第1章では、主に学校建築の史的展開が示される。まず、19世紀には、教師中心の学校としての「教会モデル」の校舎が主流であった。その背景には教室の秩序の追求があり、教師は絶対的権威を持っていた。次に19世紀末~20世紀初頭に工業化・都市化などが進む中で、大規模校舎としての「工場モデル」の校舎が出現した。これは多くの子どもを収容できる効率性を追求した学校建築への移行であった。この頃から、ウィリアム・B・イトナーやアリス・バロウズらが子ども中心の校舎の誕生に向けて寄与したり、校舎のデザインに教育者が関わったことによって、20世紀前半において、「家庭モデル」の校舎が誕生したとされる。最後に、ウィネトカのクロウ・アイランド小学校が設立された経緯が紹介され、「クロウ・アイランド小学校の校舎が、『アメリカの学校建築史上の記念碑的作品』であることは間違いない」(p.41.)と先行研究の通説が再確認されている。

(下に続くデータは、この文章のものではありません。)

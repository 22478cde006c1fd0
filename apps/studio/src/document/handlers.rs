use axum::{
    extract::State,
    http::header,
    response::{IntoResponse, Response},
    Json,
};
use bytes::Bytes;
use serde::Serialize;
use tokio::task::JoinError;
use tracing::{debug, info};

use crate::document::export::{export_document, EXPORT_FILE_NAME};
use crate::document::render::{Preview, PreviewSurface, PREVIEW_ERROR};
use crate::errors::AppError;
use crate::state::AppState;

#[derive(Debug, Serialize)]
pub struct RefreshResponse {
    pub render_generation: u64,
}

/// Brings the preview surface up to the session's render generation.
/// Compile and render run on a blocking thread while the surface lock is held.
async fn current_preview(state: &AppState) -> Result<Option<Preview>, AppError> {
    let (source, generation) = {
        let session = state.session();
        (session.active_source().to_string(), session.render_generation())
    };

    let mut surface = state.preview.lock().await;
    if !surface.is_current(generation) {
        debug!(generation, "Rebuilding preview");
        let renderer = state.renderer.clone();
        rebuild(&mut surface, move |working| {
            renderer.refresh_preview(working, &source, generation)
        })
        .await?;
    }
    Ok(surface.current().cloned())
}

/// Runs `job` on a blocking thread against a copy of `surface`. The copy
/// replaces the surface only when the job finishes.
async fn rebuild<F>(surface: &mut PreviewSurface, job: F) -> Result<(), JoinError>
where
    F: FnOnce(&mut PreviewSurface) + Send + 'static,
{
    let mut working = surface.clone();
    *surface = tokio::task::spawn_blocking(move || {
        job(&mut working);
        working
    })
    .await?;
    Ok(())
}

/// GET /api/v1/preview
/// Page layout of the active document, or the error panel.
pub async fn handle_preview(State(state): State<AppState>) -> Result<Json<Preview>, AppError> {
    current_preview(&state)
        .await?
        .map(Json)
        .ok_or_else(|| AppError::Internal(anyhow::anyhow!("preview surface is empty")))
}

/// GET /api/v1/preview/pdf
/// Inline PDF of the current preview.
pub async fn handle_preview_pdf(State(state): State<AppState>) -> Result<Response, AppError> {
    current_preview(&state).await?;
    let pdf = state
        .preview
        .lock()
        .await
        .pdf()
        .ok_or_else(|| AppError::Validation(PREVIEW_ERROR.to_string()))?;
    Ok(pdf_response(pdf, "inline"))
}

/// POST /api/v1/preview/refresh
pub async fn handle_refresh(State(state): State<AppState>) -> Json<RefreshResponse> {
    let render_generation = state.session().refresh();
    Json(RefreshResponse { render_generation })
}

/// GET /api/v1/export
/// Compiles the active source afresh and downloads it as `resume.pdf`.
pub async fn handle_export(State(state): State<AppState>) -> Result<Response, AppError> {
    let source = state.session().active_source().to_string();
    let renderer = state.renderer.clone();
    let slots = state.exports.clone();

    let result =
        tokio::task::spawn_blocking(move || export_document(&source, &renderer, &slots)).await?;

    match result {
        Ok(pdf) => {
            info!(bytes = pdf.len(), "Export delivered");
            Ok(pdf_response(Bytes::from(pdf), "attachment"))
        }
        Err(err) => {
            state.session().note_export_failure();
            Err(AppError::Export(err))
        }
    }
}

fn pdf_response(pdf: Bytes, disposition: &str) -> Response {
    (
        [
            (header::CONTENT_TYPE, "application/pdf".to_string()),
            (
                header::CONTENT_DISPOSITION,
                format!("{disposition}; filename=\"{EXPORT_FILE_NAME}\""),
            ),
        ],
        pdf,
    )
        .into_response()
}

#[cfg(test)]
mod tests {
    use super::*;
    use crate::document::render::DocumentRenderer;
    use crate::document::templates::DEFAULT_TEMPLATE;

    #[tokio::test]
    async fn test_failed_rebuild_keeps_previous_preview() {
        let mut surface = PreviewSurface::default();
        DocumentRenderer::new().refresh_preview(&mut surface, DEFAULT_TEMPLATE, 1);
        let before = surface.current().cloned().unwrap();

        let result = rebuild(&mut surface, |_| panic!("renderer crashed")).await;
        assert!(result.unwrap_err().is_panic());
        let after = surface.current().unwrap();
        assert_eq!(after.generation, before.generation);
        assert_eq!(after.document_id, before.document_id);
        assert!(surface.pdf().is_some());
    }

    #[tokio::test]
    async fn test_finished_rebuild_replaces_preview() {
        let mut surface = PreviewSurface::default();
        rebuild(&mut surface, |working| {
            DocumentRenderer::new().refresh_preview(working, DEFAULT_TEMPLATE, 4)
        })
        .await
        .unwrap();
        assert!(surface.is_current(4));
    }
}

第2章では、「新教育の時代の校舎の変貌をもっともよく表している」(p.47.)とされる講堂の誕生に焦点が当てられている。19世紀半ばには、一教室学校であった学校の大教室が複数に分割され、学校に「ホール」登場した。さらに19末頃にはより意図を明確にした「集会場」も登場していく。その後、20世紀初頭には地域や社会生活をつなぐものとしての講堂の思想が普及していった。その後の20世紀半ばには、講堂から「多目的室」へと変化していき、講堂の考え方自体も、大きな講堂で子どもに緊張と不安を強いるのではなく、小さな講堂で子どもが積極的に参加することに主眼を置くようになったことが示されている。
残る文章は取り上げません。